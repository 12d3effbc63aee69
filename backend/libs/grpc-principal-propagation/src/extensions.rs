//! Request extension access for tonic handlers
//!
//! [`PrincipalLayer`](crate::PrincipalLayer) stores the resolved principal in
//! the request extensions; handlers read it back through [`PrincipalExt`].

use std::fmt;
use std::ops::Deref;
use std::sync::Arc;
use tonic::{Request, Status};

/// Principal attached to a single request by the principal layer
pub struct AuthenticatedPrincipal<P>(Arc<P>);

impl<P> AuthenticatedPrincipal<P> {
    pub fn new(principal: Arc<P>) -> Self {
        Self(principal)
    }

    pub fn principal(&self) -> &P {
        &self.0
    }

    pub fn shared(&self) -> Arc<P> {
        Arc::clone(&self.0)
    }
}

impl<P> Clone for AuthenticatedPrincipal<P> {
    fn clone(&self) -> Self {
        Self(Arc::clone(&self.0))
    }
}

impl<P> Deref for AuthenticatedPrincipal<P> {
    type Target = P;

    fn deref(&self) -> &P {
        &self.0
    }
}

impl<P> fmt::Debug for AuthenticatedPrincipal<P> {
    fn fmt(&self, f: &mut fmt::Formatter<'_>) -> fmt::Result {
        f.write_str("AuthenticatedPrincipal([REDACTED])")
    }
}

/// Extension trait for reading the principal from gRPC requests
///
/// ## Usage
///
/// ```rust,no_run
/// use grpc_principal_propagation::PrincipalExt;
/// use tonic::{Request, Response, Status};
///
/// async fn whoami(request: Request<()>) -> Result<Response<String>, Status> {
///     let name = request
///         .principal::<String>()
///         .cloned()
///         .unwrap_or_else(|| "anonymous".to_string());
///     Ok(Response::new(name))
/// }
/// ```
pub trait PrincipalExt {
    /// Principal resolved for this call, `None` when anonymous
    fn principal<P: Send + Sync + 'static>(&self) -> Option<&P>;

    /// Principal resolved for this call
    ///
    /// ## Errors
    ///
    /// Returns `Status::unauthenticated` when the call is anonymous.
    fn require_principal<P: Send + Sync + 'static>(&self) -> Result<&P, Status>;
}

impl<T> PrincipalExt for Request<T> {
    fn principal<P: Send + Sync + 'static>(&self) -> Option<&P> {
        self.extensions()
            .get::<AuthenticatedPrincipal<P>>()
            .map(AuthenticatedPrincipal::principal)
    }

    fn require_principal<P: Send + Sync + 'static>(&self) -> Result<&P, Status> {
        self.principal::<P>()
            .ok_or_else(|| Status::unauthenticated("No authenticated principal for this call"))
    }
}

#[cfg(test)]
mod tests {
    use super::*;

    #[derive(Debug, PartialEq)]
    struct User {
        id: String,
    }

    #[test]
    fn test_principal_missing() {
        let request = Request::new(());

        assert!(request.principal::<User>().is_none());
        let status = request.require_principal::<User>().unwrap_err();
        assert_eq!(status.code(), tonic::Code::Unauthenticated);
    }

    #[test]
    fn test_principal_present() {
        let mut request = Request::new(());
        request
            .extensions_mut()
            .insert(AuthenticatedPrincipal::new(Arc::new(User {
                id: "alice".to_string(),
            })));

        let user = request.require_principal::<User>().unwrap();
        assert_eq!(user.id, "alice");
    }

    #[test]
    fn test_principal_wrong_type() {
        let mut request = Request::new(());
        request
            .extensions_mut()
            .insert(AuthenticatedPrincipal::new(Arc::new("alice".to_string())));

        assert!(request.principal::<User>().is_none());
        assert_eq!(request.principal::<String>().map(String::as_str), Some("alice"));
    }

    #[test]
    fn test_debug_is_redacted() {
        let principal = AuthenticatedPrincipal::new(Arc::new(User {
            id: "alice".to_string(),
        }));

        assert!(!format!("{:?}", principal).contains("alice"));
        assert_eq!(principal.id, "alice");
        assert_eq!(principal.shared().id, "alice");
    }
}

= = = = = = =

Go through the entries above and copy out every line that includes the word "insert".

            .insert(AuthenticatedPrincipal::new(Arc::new(User {
            .insert(AuthenticatedPrincipal::new(Arc::new("alice".to_string())));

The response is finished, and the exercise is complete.